• Exercise objective
For this exercise, copy each line of the records that contains the word "struct".

[Entries taken from a collection]
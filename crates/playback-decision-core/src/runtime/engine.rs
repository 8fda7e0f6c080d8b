// crates/playback-decision-core/src/runtime/engine.rs
// ============================================================================
// Module: Playback Decision Engine
// Description: End-to-end decision pipeline with telemetry and replay hashing.
// Purpose: Provide the single canonical entry point for playback decisions.
// Dependencies: tracing, crate::{core, interfaces, runtime, telemetry}
// ============================================================================

//! ## Overview
//! A call flows through decode, normalize, validate, predicates, the decision
//! table, the output builder, and the invariant validator, then reports one
//! telemetry event. Every call yields exactly one of a [`Decision`] or a
//! [`Problem`]. The engine holds only immutable configuration and an
//! observer, so a single instance may be shared across threads.

// ============================================================================
// SECTION: Imports
// ============================================================================

use serde::Serialize;

use crate::core::DEFAULT_HASH_ALGORITHM;
use crate::core::Decision;
use crate::core::DecisionInput;
use crate::core::HashAlgorithm;
use crate::core::HashDigest;
use crate::core::Problem;
use crate::interfaces::DecisionObserver;
use crate::runtime::canonical::input_hash;
use crate::runtime::decode::DEFAULT_MAX_INPUT_BYTES;
use crate::runtime::decode::SchemaKind;
use crate::runtime::decode::decode_request;
use crate::runtime::invariants::enforce_invariants;
use crate::runtime::normalize::normalize_input;
use crate::runtime::outputs::build_decision;
use crate::runtime::predicates::evaluate_predicates;
use crate::runtime::table::evaluate_table;
use crate::runtime::validate::validate_input;
use crate::telemetry::DecisionEvent;
use crate::telemetry::TracingObserver;

// ============================================================================
// SECTION: Engine Configuration
// ============================================================================

/// Configuration for the decision engine.
#[derive(Debug, Clone, Copy, PartialEq, Eq)]
pub struct EngineConfig {
    /// Maximum accepted request body size in bytes.
    pub max_input_bytes: usize,
    /// Hash algorithm used for canonical input hashing.
    pub hash_algorithm: HashAlgorithm,
}

impl Default for EngineConfig {
    fn default() -> Self {
        Self {
            max_input_bytes: DEFAULT_MAX_INPUT_BYTES,
            hash_algorithm: DEFAULT_HASH_ALGORITHM,
        }
    }
}

// ============================================================================
// SECTION: Outcome
// ============================================================================

/// Exactly one of a decision or a problem.
#[derive(Debug, Clone, PartialEq, Eq, Serialize)]
#[serde(untagged)]
pub enum Outcome {
    /// Answered request, including a logical deny.
    Decision(Decision),
    /// Rejected request.
    Problem(Problem),
}

impl Outcome {
    /// Returns the HTTP status: 200 for any decision, the problem status otherwise.
    #[must_use]
    pub const fn status(&self) -> u16 {
        match self {
            Self::Decision(_) => 200,
            Self::Problem(problem) => problem.status,
        }
    }

    /// Returns the decision when the request was answered.
    #[must_use]
    pub const fn decision(&self) -> Option<&Decision> {
        match self {
            Self::Decision(decision) => Some(decision),
            Self::Problem(_) => None,
        }
    }

    /// Returns the problem when the request was rejected.
    #[must_use]
    pub const fn problem(&self) -> Option<&Problem> {
        match self {
            Self::Decision(_) => None,
            Self::Problem(problem) => Some(problem),
        }
    }

    /// Converts into a `Result`.
    ///
    /// # Errors
    ///
    /// Returns the [`Problem`] when the request was rejected.
    pub fn into_result(self) -> Result<Decision, Problem> {
        match self {
            Self::Decision(decision) => Ok(decision),
            Self::Problem(problem) => Err(problem),
        }
    }
}

/// Outcome of one engine call plus its replay metadata.
#[derive(Debug, Clone, PartialEq, Eq)]
pub struct DecisionReport {
    /// Decision or problem.
    pub outcome: Outcome,
    /// Semantic hash of the normalized input, when the input decoded.
    pub input_hash: Option<HashDigest>,
    /// Root schema family, when the request came from wire bytes and decoded.
    pub schema: Option<SchemaKind>,
}

impl DecisionReport {
    /// Returns the HTTP status of the outcome.
    #[must_use]
    pub const fn status(&self) -> u16 {
        self.outcome.status()
    }
}

// ============================================================================
// SECTION: Pure Evaluation
// ============================================================================

/// Runs normalization, validation, the decision table, and invariant checks.
///
/// # Errors
///
/// Returns a [`Problem`] for validation failures or invariant breaches.
pub fn evaluate_input(input: DecisionInput, algorithm: HashAlgorithm) -> Result<Decision, Problem> {
    let normalized = normalize_input(input);
    evaluate_normalized(&normalized, algorithm)
}

/// Evaluates an input that is already normalized.
fn evaluate_normalized(input: &DecisionInput, algorithm: HashAlgorithm) -> Result<Decision, Problem> {
    validate_input(input)?;
    let predicates = evaluate_predicates(input);
    let outcome = evaluate_table(input, &predicates);
    let decision = build_decision(input, outcome);
    enforce_invariants(input, decision, algorithm)
}

// ============================================================================
// SECTION: Decision Engine
// ============================================================================

/// Decision engine bound to an observer and configuration.
#[derive(Debug, Clone)]
pub struct DecisionEngine<O = TracingObserver> {
    /// Telemetry sink.
    observer: O,
    /// Engine configuration.
    config: EngineConfig,
}

impl Default for DecisionEngine<TracingObserver> {
    fn default() -> Self {
        Self::new(TracingObserver, EngineConfig::default())
    }
}

impl<O: DecisionObserver> DecisionEngine<O> {
    /// Creates an engine.
    #[must_use]
    pub const fn new(observer: O, config: EngineConfig) -> Self {
        Self {
            observer,
            config,
        }
    }

    /// Returns the engine configuration.
    #[must_use]
    pub const fn config(&self) -> &EngineConfig {
        &self.config
    }

    /// Decides a raw wire request.
    #[must_use]
    pub fn decide_bytes(&self, bytes: &[u8]) -> DecisionReport {
        match decode_request(bytes, self.config.max_input_bytes) {
            Ok(decoded) => {
                tracing::debug!(schema = decoded.schema.as_str(), "decoded decision request");
                let mut report = self.decide(decoded.input);
                report.schema = Some(decoded.schema);
                report
            }
            Err(problem) => {
                tracing::debug!(code = problem.code.as_str(), detail = %problem.detail, "decision request rejected at decode");
                self.observer.record_decision(&DecisionEvent::from_problem(&problem, ""));
                DecisionReport {
                    outcome: Outcome::Problem(problem),
                    input_hash: None,
                    schema: None,
                }
            }
        }
    }

    /// Decides an already decoded request.
    #[must_use]
    pub fn decide(&self, input: DecisionInput) -> DecisionReport {
        let normalized = normalize_input(input);
        let hash = match input_hash(&normalized, self.config.hash_algorithm) {
            Ok(digest) => Some(digest),
            Err(err) => {
                tracing::warn!(error = %err, "decision input hash unavailable");
                None
            }
        };
        let outcome = match evaluate_normalized(&normalized, self.config.hash_algorithm) {
            Ok(decision) => {
                self.observer.record_decision(&DecisionEvent::from_decision(&decision));
                Outcome::Decision(decision)
            }
            Err(problem) => {
                self.observer
                    .record_decision(&DecisionEvent::from_problem(&problem, &normalized.request_id));
                Outcome::Problem(problem)
            }
        };
        tracing::debug!(
            status = outcome.status(),
            input_hash = hash.as_ref().map_or("", |digest| digest.value.as_str()),
            "decision evaluated"
        );
        DecisionReport {
            outcome,
            input_hash: hash,
            schema: None,
        }
    }
}
// crates/playback-decision-core/src/telemetry.rs
// ============================================================================
// Module: Playback Decision Telemetry
// Description: Whitelisted decision attributes and the tracing-backed observer.
// Purpose: Emit one span and one counter per call with a stable schema.
// Dependencies: tracing, crate::core, crate::interfaces
// ============================================================================

//! ## Overview
//! Every call, whether it ends in a decision, a logical deny, or a problem,
//! produces one [`DecisionEvent`]. Its attributes are restricted to a fixed
//! whitelist. Inserting any other key logs an error and drops the attribute
//! so the telemetry schema cannot drift.
//! Security posture: attributes never carry raw capability lists or source
//! fields.

// ============================================================================
// SECTION: Imports
// ============================================================================

use std::collections::BTreeMap;

use crate::core::Decision;
use crate::core::Mode;
use crate::core::Problem;
use crate::core::Protocol;
use crate::interfaces::DecisionObserver;

// ============================================================================
// SECTION: Constants
// ============================================================================

/// Span name recorded once per call.
pub const DECISION_SPAN_NAME: &str = "playback.decision";
/// Decision mode attribute.
pub const ATTR_MODE: &str = "playback.decision.mode";
/// Delivery protocol attribute.
pub const ATTR_PROTOCOL: &str = "playback.decision.protocol";
/// Ordered reason list attribute.
pub const ATTR_REASONS: &str = "playback.decision.reasons";
/// Primary reason attribute.
pub const ATTR_REASON_PRIMARY: &str = "playback.decision.reason_primary";
/// Request identifier attribute.
pub const ATTR_REQUEST_ID: &str = "playback.request_id";

/// The only attribute keys a decision event may carry.
pub const ALLOWED_ATTRIBUTES: [&str; 5] =
    [ATTR_MODE, ATTR_PROTOCOL, ATTR_REASONS, ATTR_REASON_PRIMARY, ATTR_REQUEST_ID];

// ============================================================================
// SECTION: Attributes
// ============================================================================

/// Attribute value.
#[derive(Debug, Clone, PartialEq, Eq)]
pub enum AttributeValue {
    /// Single string.
    Text(String),
    /// Ordered string list.
    List(Vec<String>),
}

/// Whitelist-enforcing attribute set.
///
/// # Invariants
/// - Every stored key is a member of [`ALLOWED_ATTRIBUTES`].
#[derive(Debug, Clone, Default, PartialEq, Eq)]
pub struct DecisionAttributes {
    /// Stored attributes keyed by whitelisted name.
    values: BTreeMap<&'static str, AttributeValue>,
}

impl DecisionAttributes {
    /// Inserts an attribute. Returns false and logs when the key is not whitelisted.
    pub fn insert(&mut self, key: &str, value: AttributeValue) -> bool {
        let Some(allowed) = ALLOWED_ATTRIBUTES.iter().find(|allowed| **allowed == key) else {
            tracing::error!(attribute = key, "dropping non-whitelisted decision attribute");
            return false;
        };
        self.values.insert(*allowed, value);
        true
    }

    /// Returns the attribute stored under `key`.
    #[must_use]
    pub fn get(&self, key: &str) -> Option<&AttributeValue> {
        self.values.get(key)
    }

    /// Returns a text attribute.
    #[must_use]
    pub fn text(&self, key: &str) -> Option<&str> {
        match self.values.get(key) {
            Some(AttributeValue::Text(text)) => Some(text.as_str()),
            _ => None,
        }
    }

    /// Returns a list attribute.
    #[must_use]
    pub fn list(&self, key: &str) -> Option<&[String]> {
        match self.values.get(key) {
            Some(AttributeValue::List(list)) => Some(list.as_slice()),
            _ => None,
        }
    }

    /// Iterates stored keys in sorted order.
    pub fn keys(&self) -> impl Iterator<Item = &'static str> + '_ {
        self.values.keys().copied()
    }
}

// ============================================================================
// SECTION: Events
// ============================================================================

/// Telemetry payload for one call.
#[derive(Debug, Clone, PartialEq, Eq)]
pub struct DecisionEvent {
    /// Whitelisted attributes.
    pub attributes: DecisionAttributes,
}

impl DecisionEvent {
    /// Builds the event for an answered request.
    #[must_use]
    pub fn from_decision(decision: &Decision) -> Self {
        let reasons = decision.reasons.iter().map(|reason| reason.as_str().to_string()).collect();
        let primary = decision.primary_reason().map(|reason| reason.as_str()).unwrap_or_default();
        Self::build(
            decision.mode,
            decision.mode.protocol(),
            reasons,
            primary,
            &decision.trace.request_id,
        )
    }

    /// Builds the event for a rejected request. The problem code stands in for reasons.
    #[must_use]
    pub fn from_problem(problem: &Problem, request_id: &str) -> Self {
        let code = problem.code.as_str();
        Self::build(Mode::Deny, Protocol::None, vec![code.to_string()], code, request_id)
    }

    /// Assembles the whitelisted attribute set.
    fn build(
        mode: Mode,
        protocol: Protocol,
        reasons: Vec<String>,
        primary: &str,
        request_id: &str,
    ) -> Self {
        let mut attributes = DecisionAttributes::default();
        attributes.insert(ATTR_MODE, AttributeValue::Text(mode.as_str().to_string()));
        attributes.insert(ATTR_PROTOCOL, AttributeValue::Text(protocol.as_str().to_string()));
        attributes.insert(ATTR_REASONS, AttributeValue::List(reasons));
        attributes.insert(ATTR_REASON_PRIMARY, AttributeValue::Text(primary.to_string()));
        attributes.insert(ATTR_REQUEST_ID, AttributeValue::Text(request_id.to_string()));
        Self {
            attributes,
        }
    }

    /// Returns the mode label.
    #[must_use]
    pub fn mode(&self) -> &str {
        self.attributes.text(ATTR_MODE).unwrap_or_default()
    }

    /// Returns the protocol label.
    #[must_use]
    pub fn protocol(&self) -> &str {
        self.attributes.text(ATTR_PROTOCOL).unwrap_or_default()
    }

    /// Returns the ordered reason labels.
    #[must_use]
    pub fn reasons(&self) -> &[String] {
        self.attributes.list(ATTR_REASONS).unwrap_or_default()
    }

    /// Returns the primary reason label.
    #[must_use]
    pub fn reason_primary(&self) -> &str {
        self.attributes.text(ATTR_REASON_PRIMARY).unwrap_or_default()
    }

    /// Returns the request identifier.
    #[must_use]
    pub fn request_id(&self) -> &str {
        self.attributes.text(ATTR_REQUEST_ID).unwrap_or_default()
    }
}

// ============================================================================
// SECTION: Tracing Observer
// ============================================================================

/// Observer emitting a `tracing` span plus a monotonic counter event.
///
/// # Invariants
/// - The span is a child of the caller's current span.
#[derive(Debug, Clone, Copy, Default)]
pub struct TracingObserver;

impl DecisionObserver for TracingObserver {
    fn record_decision(&self, event: &DecisionEvent) {
        let reasons = event.reasons().join(",");
        let span = tracing::info_span!(
            DECISION_SPAN_NAME,
            playback.decision.mode = event.mode(),
            playback.decision.protocol = event.protocol(),
            playback.decision.reasons = reasons.as_str(),
            playback.decision.reason_primary = event.reason_primary(),
            playback.request_id = event.request_id(),
        );
        let _entered = span.enter();
        tracing::info!(monotonic_counter.playback_decision_total = 1_u64, "decision recorded");
    }
}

• Answer section
pub struct EngineConfig {
pub struct DecisionReport {
pub struct DecisionEngine<O = TracingObserver> {
pub struct DecisionAttributes {
pub struct DecisionEvent {
pub struct TracingObserver;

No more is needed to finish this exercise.